Pursuant to § 5 Section 4 of the Ordinance, the subscription period for the Shares subject to the Tender Offer may be shortened if the objective of the Tender Offer is achieved before the lapse of that period (i.e. subscriptions are placed for the sale of all Shares subject to the Tender Offer). Pursuant to § 5 Section 5 Item 2 of the Ordinance, the Bidder shall announce the shortening of the subscription period for the Shares subject to the Tender Offer no later than 7 (seven) days before the lapse of the shortened subscription period for the Shares subject to the Tender Offer.

Pursuant to § 7 Section 2 Item 2 of the Ordinance, the contemplated number of Shares and dates of the Share purchase transactions may change. Pursuant to § 7 Section 4 of the Ordinance, such changes must not be made later than 5 business days before the date of the first Share purchase transaction under the Tender Offer.

12. Identification of the dominant entity of the Bidder

The Bidder's dominant entity, within the meaning of Article 4 Section 14 of the Public Offering Act, is the State Treasury.

13. Identification of the dominant entity of the purchasing entity

The entity purchasing the Shares is the Bidder, therefore the required information is provided in Section 12 of this Tender Offer.

14. The percentage of votes from shares and the corresponding number of shares held by the Bidder jointly with its dominant entity, subsidiaries and entities being parties to the agreements referred to in Article 87 Section 1 Item 5 of the Public Offering Act

As at the Tender Offer announcement date, none of the Bidder, its dominant entity and subsidiaries hold any Shares.

The Bidder is not party to an agreement referred to in Article 87 Section 1 Item 5 of the Public Offering Act.

15. The combined percentage of votes from shares and the corresponding number of shares which the Bidder intends to reach jointly with its dominant entity and subsidiaries, after the tender offer is completed

As a result of the Tender Offer, immediately upon completion of the Tender Offer the Bidder intends hold 45,443,547 (forty five million four hundred forty three thousand five hundred forty seven)

Shares representing 45,443,547 (forty five million four hundred forty three thousand five hundred forty seven) votes at the general meeting of the Company, that is 100% of the total number of Shares and votes at the general meeting of the Company.

Neither the dominant entity nor subsidiaries of the Bidder intend to acquire any Shares under the Tender Offer.

The Bidder is not party to an agreement referred to in Article 87 Section 1 Item 5 of the Public Offering Act.

16. The percentage of votes and the corresponding number of shares held by the purchasing entity jointly with its dominant entity, subsidiaries and entities being parties to the arrangement referred to in Article 87 Section 1 Item 5 of the Public Offering Act

The entity purchasing the Shares is the Bidder, therefore the required information is provided in Section 14 of this Tender Offer.

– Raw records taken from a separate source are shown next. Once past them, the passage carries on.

use std::rc::Rc;

use embedded_graphics_core::pixelcolor::{Rgb565, RgbColor};
use log::error;
use nalgebra::{Matrix4, Point3, Similarity3, UnitQuaternion, Vector3};

use crate::error::{Error, Result};

#[derive(Debug, PartialEq, Clone, Copy)]
pub enum RenderMode {
    Points,
    /// Explicit line list, or the edges of every face when the geometry has no lines.
    Lines,
    /// Flat-shaded faces lit by the scene lights.
    Solid,
}

/// Vertex data shared by any number of meshes.
///
/// `normals` holds one normal per face. `colors`, when present, holds one
/// color per vertex and overrides the material color for points and lines.
#[derive(Debug, Default, Clone)]
pub struct Geometry {
    pub vertices: Vec<[f32; 3]>,
    pub faces: Vec<[usize; 3]>,
    pub normals: Vec<[f32; 3]>,
    pub lines: Vec<[usize; 2]>,
    pub colors: Vec<Rgb565>,
}

impl Geometry {
    pub fn validate(&self) -> Result<()> {
        let fail = |msg: &str| {
            error!("{}", msg);
            Err(Error::InvalidGeometry(msg.to_string()))
        };

        if self.vertices.is_empty() {
            return fail("vertices are empty");
        }

        let n = self.vertices.len();
        if self.faces.iter().flatten().any(|&i| i >= n) {
            return fail("face vertices are out of bounds");
        }
        if self.lines.iter().flatten().any(|&i| i >= n) {
            return fail("line vertices are out of bounds");
        }
        if !self.normals.is_empty() && self.normals.len() != self.faces.len() {
            return fail("normals are not the same length as faces");
        }
        if !self.colors.is_empty() && self.colors.len() != n {
            return fail("colors are not the same length as vertices");
        }

        Ok(())
    }

    /// Axis-aligned bounds in model space as `(min, max)`.
    pub fn bounds(&self) -> (Vector3<f32>, Vector3<f32>) {
        let mut min = Vector3::repeat(f32::INFINITY);
        let mut max = Vector3::repeat(f32::NEG_INFINITY);
        for v in &self.vertices {
            let v = Vector3::from(*v);
            min = min.inf(&v);
            max = max.sup(&v);
        }
        (min, max)
    }

    /// Fill `normals` from the winding of each face (counter-clockwise is front).
    pub fn compute_face_normals(&mut self) {
        self.normals = self
            .faces
            .iter()
            .map(|f| {
                let a = Vector3::from(self.vertices[f[0]]);
                let b = Vector3::from(self.vertices[f[1]]);
                let c = Vector3::from(self.vertices[f[2]]);
                let n = (b - a).cross(&(c - a));
                let n = n.try_normalize(f32::EPSILON).unwrap_or_else(Vector3::y);
                [n.x, n.y, n.z]
            })
            .collect();
    }
}

/// Surface appearance, modeled on a metal/roughness material.
#[derive(Debug, Clone, Copy, PartialEq)]
pub struct Material {
    pub color: Rgb565,
    /// 0.0 = dielectric, 1.0 = metal. Metals tint their highlight with `color`.
    pub metalness: f32,
    /// 0.0 = mirror-sharp highlight, 1.0 = no highlight.
    pub roughness: f32,
    /// Render back faces instead of culling them.
    pub double_sided: bool,
}

impl Default for Material {
    fn default() -> Self {
        Self {
            color: Rgb565::WHITE,
            metalness: 0.0,
            roughness: 1.0,
            double_sided: false,
        }
    }
}

impl Material {
    pub fn standard(color: Rgb565) -> Self {
        Self {
            color,
            ..Self::default()
        }
    }

    pub fn with_metalness(mut self, metalness: f32) -> Self {
        self.metalness = metalness.clamp(0.0, 1.0);
        self
    }

    pub fn with_roughness(mut self, roughness: f32) -> Self {
        self.roughness = roughness.clamp(0.0, 1.0);
        self
    }

    pub fn with_double_sided(mut self, double_sided: bool) -> Self {
        self.double_sided = double_sided;
        self
    }
}

/// A drawable object: shared geometry placed in the world by a similarity transform.
#[derive(Debug, Clone)]
pub struct Mesh {
    pub similarity: Similarity3<f32>,
    pub model_matrix: Matrix4<f32>,

    pub material: Material,
    pub render_mode: RenderMode,
    pub geometry: Rc<Geometry>,

    pub cast_shadow: bool,
    pub receive_shadow: bool,
}

impl Mesh {
    pub fn new(geometry: Rc<Geometry>) -> Result<Mesh> {
        geometry.validate()?;
        let sim = Similarity3::identity();
        let render_mode = if geometry.faces.is_empty() {
            if geometry.lines.is_empty() {
                RenderMode::Points
            } else {
                RenderMode::Lines
            }
        } else {
            RenderMode::Solid
        };
        Ok(Mesh {
            model_matrix: sim.to_homogeneous(),
            similarity: sim,
            material: Material::default(),
            render_mode,
            geometry,
            cast_shadow: false,
            receive_shadow: false,
        })
    }

    pub fn with_material(mut self, material: Material) -> Self {
        self.material = material;
        self
    }

    pub fn set_position(&mut self, x: f32, y: f32, z: f32) {
        self.similarity.isometry.translation.vector = Vector3::new(x, y, z);
        self.update_model_matrix();
    }

    pub fn position(&self) -> Point3<f32> {
        self.similarity.isometry.translation.vector.into()
    }

    pub fn set_rotation(&mut self, rotation: UnitQuaternion<f32>) {
        self.similarity.isometry.rotation = rotation;
        self.update_model_matrix();
    }

    pub fn rotation(&self) -> UnitQuaternion<f32> {
        self.similarity.isometry.rotation
    }

    fn update_model_matrix(&mut self) {
        self.model_matrix = self.similarity.to_homogeneous();
    }

    /// Face normal `i` rotated into world space.
    #[inline]
    pub fn world_normal(&self, i: usize) -> Option<Vector3<f32>> {
        let n = self.geometry.normals.get(i)?;
        Some(self.similarity.isometry.rotation * Vector3::from(*n))
    }
}

#[cfg(test)]
mod tests {
    use super::*;
    use embedded_graphics_core::pixelcolor::WebColors;

    fn triangle() -> Geometry {
        Geometry {
            vertices: vec![[0.0, 0.0, 0.0], [1.0, 0.0, 0.0], [0.0, 1.0, 0.0]],
            faces: vec![[0, 1, 2]],
            ..Geometry::default()
        }
    }

    #[test]
    fn test_geometry_validation_valid() {
        assert!(triangle().validate().is_ok());
    }

    #[test]
    fn test_geometry_validation_rejects_bad_indices() {
        let mut geometry = triangle();
        geometry.faces.push([0, 1, 3]);
        assert!(matches!(geometry.validate(), Err(Error::InvalidGeometry(_))));

        let mut geometry = triangle();
        geometry.lines.push([0, 9]);
        assert!(geometry.validate().is_err());

        assert!(Geometry::default().validate().is_err());
    }

    #[test]
    fn test_geometry_validation_rejects_mismatched_colors() {
        let mut geometry = triangle();
        geometry.colors = vec![Rgb565::CSS_RED];
        assert!(geometry.validate().is_err());
    }

    #[test]
    fn test_compute_face_normals_ccw() {
        let mut geometry = triangle();
        geometry.compute_face_normals();
        assert_eq!(geometry.normals, vec![[0.0, 0.0, 1.0]]);
    }

    #[test]
    fn test_bounds() {
        let (min, max) = triangle().bounds();
        assert_eq!(min, Vector3::new(0.0, 0.0, 0.0));
        assert_eq!(max, Vector3::new(1.0, 1.0, 0.0));
    }

    #[test]
    fn test_mesh_default_render_mode_follows_geometry() {
        let mesh = Mesh::new(Rc::new(triangle())).unwrap();
        assert_eq!(mesh.render_mode, RenderMode::Solid);

        let lines = Geometry {
            vertices: vec![[0.0; 3], [1.0, 0.0, 0.0]],
            lines: vec![[0, 1]],
            ..Geometry::default()
        };
        let mesh = Mesh::new(Rc::new(lines)).unwrap();
        assert_eq!(mesh.render_mode, RenderMode::Lines);
    }

    #[test]
    fn test_mesh_transform_setters() {
        let mut mesh = Mesh::new(Rc::new(triangle())).unwrap();
        mesh.set_position(1.0, 2.0, 3.0);
        assert_eq!(mesh.position(), Point3::new(1.0, 2.0, 3.0));

        let q = UnitQuaternion::from_euler_angles(0.3, 0.0, 0.0);
        mesh.set_rotation(q);
        assert_eq!(mesh.rotation(), q);
        assert_eq!(mesh.model_matrix, mesh.similarity.to_homogeneous());
    }

    #[test]
    fn test_material_builders_clamp() {
        let m = Material::standard(Rgb565::CSS_RED)
            .with_metalness(2.0)
            .with_roughness(-1.0)
            .with_double_sided(true);
        assert_eq!(m.metalness, 1.0);
        assert_eq!(m.roughness, 0.0);
        assert!(m.double_sided);
    }
}
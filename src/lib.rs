//! Click to drop spheres onto a shadowed ground plane.
//!
//! A small interactive physics scene rendered in software: a pointer click
//! is projected into the world, a sphere with a fresh physics material is
//! spawned there, and every frame the rigid-body world is stepped and the
//! meshes are synced to their bodies and drawn into any
//! [`embedded_graphics_core::draw_target::DrawTarget`].
//!
//! [`app::SphereDrop`] owns everything and is the entry point.

use embedded_graphics_core::pixelcolor::Rgb565;
use nalgebra::Point2;

pub mod app;
pub mod camera;
pub mod config;
pub mod controls;
pub mod draw;
pub mod error;
pub mod input;
pub mod mesh;
pub mod perf;
pub mod physics;
pub mod picking;
pub mod primitives;
pub mod render;
pub mod scene;
pub mod store;

pub use error::{Error, Result};

/// Screen-space output of the renderer, consumed by [`draw::draw`].
///
/// Depths are fixed-point, `0` at the near plane and [`draw::DEPTH_MAX`] at the far plane.
#[derive(Debug, Clone, PartialEq)]
pub enum DrawPrimitive {
    ColoredPoint(Point2<i32>, Rgb565),
    Line {
        points: [Point2<i32>; 2],
        depths: [u32; 2],
        color: Rgb565,
    },
    Triangle {
        points: [Point2<i32>; 3],
        depths: [u32; 3],
        color: Rgb565,
    },
}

17. The combined percentage of votes and the corresponding number of shares which the purchasing entity intends to reach jointly with its dominant entity and subsidiaries after the tender offer is completed

The entity purchasing the Shares is the Bidder, therefore the required information is provided in Section 15 of this Tender Offer.

18. Identification of the type of relationship between the bidder and the purchasing entity, if not one and the same, and between the purchasing entities

Not applicable. The Bidder is also the entity purchasing the Shares.

19. Identification of the locations at which the subscriptions under the tender offer may be placed

Subscriptions for the sale of Shares will be accepted by the Entity Servicing the Tender Offer.

The Entity Servicing the Tender Offer shall accept the subscriptions:

  • (i) placed directly at its head office during the working hours of the Entity Servicing the Tender Offer;
  • (ii) sent by mail (registered mail against confirmation of receipt or by courier) to the following address:

Pekao Investment Banking S.A.

ul. Żwirki i Wigury 31, Budynek A

02-091 Warszawa

provided that they reach the premises of the Entity Servicing the Tender Offer on or before the last day of the subscription period for the Shares, that is on or before 20 September 2018 (or a different date specified by the Bidder should the subscription period be extended) by 15:00 CET.

The Bidder expects that before the commencement of the subscription period the list of locations where subscriptions for Shares subject to the Tender Offer can be placed will be extended to include a network of customer service centers of Dom Maklerski Pekao, a unit of Bank Polska Kasa Opieki S.A., or those of Centralny Dom Maklerski Pekao S.A. Information regarding the added locations where subscriptions for the Shares subject to the Tender Offer can be placed will be published through the news agency referred to in Article 58 of the Public Offering Act, and in at least one national daily newspaper, before the opening of the subscription period.

20. The dates on which the bidder will acquire shares under the tender offer from the responding shareholders, during the tender offer

Without prejudice to the information provided in Section 11 of this Tender Offer, until the end of the subscription period for the Shares subject to the Tender Offer, the Bidder, being also entity purchasing the Shares, will not acquire Shares from the entities responding to the Tender Offer.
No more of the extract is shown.